Tally the lines of the data that include the word "bool". Only the number is to be returned.

• Data for processing:
________________________________________

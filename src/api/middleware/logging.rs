//! Request logging middleware with header redaction

use std::time::Instant;

use axum::{
    body::Body,
    extract::MatchedPath,
    http::Request,
    middleware::Next,
    response::Response,
};
use tracing::{info, warn};

/// Log each request and its outcome.
/// `TraceLayer` owns the span; this only emits events inside it.
pub async fn logging_middleware(request: Request<Body>, next: Next) -> Response {
    let start = Instant::now();
    let method = request.method().clone();
    let path = extract_path(&request);
    let request_id = extract_request_id(&request);
    let headers_log = redact_headers(&request);

    info!(
        method = %method,
        path = %path,
        request_id = %request_id,
        headers = %headers_log,
        "Incoming request"
    );

    let response = next.run(request).await;

    let duration = start.elapsed();
    let status = response.status();

    if status.is_server_error() {
        warn!(
            method = %method,
            path = %path,
            status = %status.as_u16(),
            duration_ms = %duration.as_millis(),
            request_id = %request_id,
            "Request failed"
        );
    } else {
        info!(
            method = %method,
            path = %path,
            status = %status.as_u16(),
            duration_ms = %duration.as_millis(),
            request_id = %request_id,
            "Request completed"
        );
    }

    response
}

fn extract_path(request: &Request<Body>) -> String {
    request
        .extensions()
        .get::<MatchedPath>()
        .map(|mp| mp.as_str().to_string())
        .unwrap_or_else(|| request.uri().path().to_string())
}

fn extract_request_id(request: &Request<Body>) -> String {
    request
        .headers()
        .get("x-request-id")
        .and_then(|v| v.to_str().ok())
        .map(|s| s.to_string())
        .unwrap_or_else(|| uuid::Uuid::new_v4().to_string())
}

fn redact_headers(request: &Request<Body>) -> String {
    let mut parts = Vec::new();

    for (name, value) in request.headers() {
        let name_str = name.as_str().to_lowercase();

        if !should_log_header(&name_str) {
            continue;
        }

        let value_str = if is_sensitive_header(&name_str) {
            "[REDACTED]".to_string()
        } else {
            value.to_str().unwrap_or("[invalid]").to_string()
        };

        parts.push(format!("{}={}", name_str, value_str));
    }

    parts.join(", ")
}

fn is_sensitive_header(name: &str) -> bool {
    matches!(
        name,
        "authorization" | "cookie" | "set-cookie" | "x-auth-token" | "proxy-authorization"
    )
}

fn should_log_header(name: &str) -> bool {
    matches!(
        name,
        "content-type"
            | "content-length"
            | "accept"
            | "user-agent"
            | "x-request-id"
            | "x-forwarded-for"
            | "authorization"
    )
}

#[cfg(test)]
mod tests {
    use super::*;

    #[test]
    fn test_is_sensitive_header() {
        assert!(is_sensitive_header("authorization"));
        assert!(is_sensitive_header("cookie"));
        assert!(!is_sensitive_header("content-type"));
    }

    #[test]
    fn test_should_log_header() {
        assert!(should_log_header("content-type"));
        assert!(should_log_header("authorization"));
        assert!(!should_log_header("cache-control"));
    }

    #[test]
    fn test_redact_headers() {
        let request = Request::builder()
            .header("authorization", "Bearer secret-token")
            .header("content-type", "application/json")
            .header("etag", "abc")
            .body(Body::empty())
            .unwrap();

        let logged = redact_headers(&request);

        assert!(logged.contains("authorization=[REDACTED]"));
        assert!(logged.contains("content-type=application/json"));
        assert!(!logged.contains("secret-token"));
        assert!(!logged.contains("etag"));
    }

    #[test]
    fn test_request_id_prefers_header() {
        let request = Request::builder()
            .header("x-request-id", "req-42")
            .body(Body::empty())
            .unwrap();

        assert_eq!(extract_request_id(&request), "req-42");
    }
}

________________________________________

• Exercise response:
2